Historia de un pepe
Historia de un pepe 
Donde el cadete Fernández resuelve hacer lo que no haría a no estar loco de enamorado
El capitán Matamoros, cuando oyó lo que refería su hija, se puso en pie medio tambaleando y exclamó:
—¡Pie de lana! ¡Pie de lana! ¡Vaya un personaje para poner en alarma toda una ciudad! Años hace que ese ladronzuelo es el caco de Guatemala. Capitán general. Audiencia, batallón de linea, escuadrón de dragones, cuerpo de artillería, todos, hasta la Inquisición, han procurado darle caza y nada.

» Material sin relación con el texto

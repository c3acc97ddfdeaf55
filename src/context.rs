//! Application Context
//!
//! Shared state provided via Leptos Context API.

use leptos::prelude::*;
use moodboard_core::{Board, ToastTicket};

use crate::store::{AppStateStoreFields, AppStore};

/// Store handle plus the pending toast timer
#[derive(Clone, Copy)]
pub struct AppContext {
    pub store: AppStore,
    /// Dismissal timer of the toast currently shown
    toast_timer: StoredValue<Option<TimeoutHandle>>,
}

impl AppContext {
    pub fn new(store: AppStore) -> Self {
        Self {
            store,
            toast_timer: StoredValue::new(None),
        }
    }

    /// Tracked read of the board
    pub fn with_board<R>(&self, f: impl FnOnce(&Board) -> R) -> R {
        self.store.board().with(f)
    }

    pub fn with_board_untracked<R>(&self, f: impl FnOnce(&Board) -> R) -> R {
        self.store.board().with_untracked(f)
    }

    /// Apply a board event that never raises a toast
    pub fn update(&self, f: impl FnOnce(&mut Board)) {
        self.store.board().update(f);
    }

    /// Apply a board event; a returned ticket gets its dismissal scheduled
    pub fn apply(&self, f: impl FnOnce(&mut Board) -> Option<ToastTicket>) {
        let mut ticket = None;
        self.store.board().update(|board| ticket = f(board));
        if let Some(ticket) = ticket {
            self.schedule_dismiss(ticket);
        }
    }

    fn schedule_dismiss(&self, ticket: ToastTicket) {
        if let Some(previous) = self.toast_timer.get_value() {
            previous.clear();
        }

        let store = self.store;
        let duration = store.config().with_untracked(|config| config.toast_duration());
        let scheduled = set_timeout_with_handle(
            move || {
                store.board().update(|board| {
                    board.dismiss_toast(ticket);
                });
            },
            duration,
        );

        match scheduled {
            Ok(handle) => self.toast_timer.set_value(Some(handle)),
            Err(e) => {
                log::warn!("[TOAST] Could not schedule dismissal: {:?}", e);
                self.toast_timer.set_value(None);
            }
        }
    }
}

pub fn use_app_context() -> AppContext {
    use_context::<AppContext>().expect("AppContext should be provided")
}
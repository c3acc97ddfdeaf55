//! Board Header Component
//!
//! Title plus the count and want-total of the visible items.

use leptos::prelude::*;
use moodboard_core::view::format_amount;

use crate::context::use_app_context;

#[component]
pub fn BoardHeader() -> impl IntoView {
    let ctx = use_app_context();
    let summary = move || ctx.with_board(|board| board.summary());

    view! {
        <header class="board-header">
            <div>
                <p class="eyebrow">"Digital Wishlist"</p>
                <h1>"Moodboard"</h1>
            </div>
            <div class="board-stats">
                <span class="stat">
                    <span class="stat-value">{move || summary().count}</span>
                    <span class="stat-label">" items"</span>
                </span>
                <span class="stat">
                    <span class="stat-value">{move || format!("${}", format_amount(summary().want_total))}</span>
                    <span class="stat-label">" total"</span>
                </span>
            </div>
        </header>
    }
}
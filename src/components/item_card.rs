//! Item Card Component
//!
//! One gallery tile: image linking to the product, status badge, and a hover
//! overlay with details and the edit/delete actions.

use leptos::prelude::*;
use moodboard_core::view::{format_amount, layout_height};
use moodboard_core::{Item, Status};

use crate::components::DeleteConfirmButton;
use crate::context::use_app_context;

fn status_class(status: Status) -> &'static str {
    match status {
        Status::Want => "status-badge status-want",
        Status::Maybe => "status-badge status-maybe",
        Status::SavingFor => "status-badge status-saving",
        Status::Bought => "status-badge status-bought",
    }
}

#[component]
pub fn ItemCard(item: Item) -> impl IntoView {
    let ctx = use_app_context();
    let id = item.id;
    let is_hovered = move || ctx.with_board(|board| board.cards().is_hovered(id));

    let brand = if item.brand.is_empty() { "—".to_string() } else { item.brand.clone() };
    let price = item.listed_price().map(|value| format!("${}", format_amount(value)));
    let height = format!("height: {}px", layout_height(id));

    view! {
        <div
            class="item-card"
            on:mouseenter=move |_| ctx.update(|board| board.hover_enter(id))
            on:mouseleave=move |_| ctx.update(|board| board.hover_leave(id))
        >
            <a href=item.link.clone() target="_blank" rel="noopener noreferrer" class="card-link">
                <div class="card-image-wrap" style=height>
                    <img class="card-img" src=item.image.clone() alt=item.name.clone() />
                    <div class=move || if is_hovered() { "card-overlay visible" } else { "card-overlay" }>
                        <p class="overlay-brand">{brand}</p>
                        <p class="overlay-name">{item.name.clone()}</p>
                        {price.map(|price| view! { <p class="overlay-price">{price}</p> })}
                        <span class="overlay-shop">"Shop"</span>
                    </div>
                </div>
            </a>

            <div class=status_class(item.status)>{item.status.as_str()}</div>

            <Show when=is_hovered>
                <div class="card-actions">
                    <button
                        class="card-action-btn"
                        title="Edit"
                        on:click=move |ev| {
                            ev.stop_propagation();
                            ctx.update(|board| {
                                board.open_edit(id);
                            });
                        }
                    >
                        "✎"
                    </button>
                    <DeleteConfirmButton item_id=id />
                </div>
            </Show>
        </div>
    }
}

Aparece y desaparece como si fuera brujo, y después de no oír hablar de él en mucho tiempo, de repente se nos cuenta alguna nueva fechoría suya. Que me den seis lanceros y me obligo a presentar en ocho días el cuero del tal Pie de lana y a entregar amarrada toda su cuadrilla. ¡Pues bueno soy yo para chanzas! Cuando fuimos a Roatán a desalojar el inglés…
—Pero, padre —interrumpió Rosalía—, el inglés daba la cara y Pie de lana no hace frente sino cuando los soldados son pocos. Nadie lo ha visto, ninguno lo conoce; se sabe que existe, que mata, que roba y es imposible dar con él.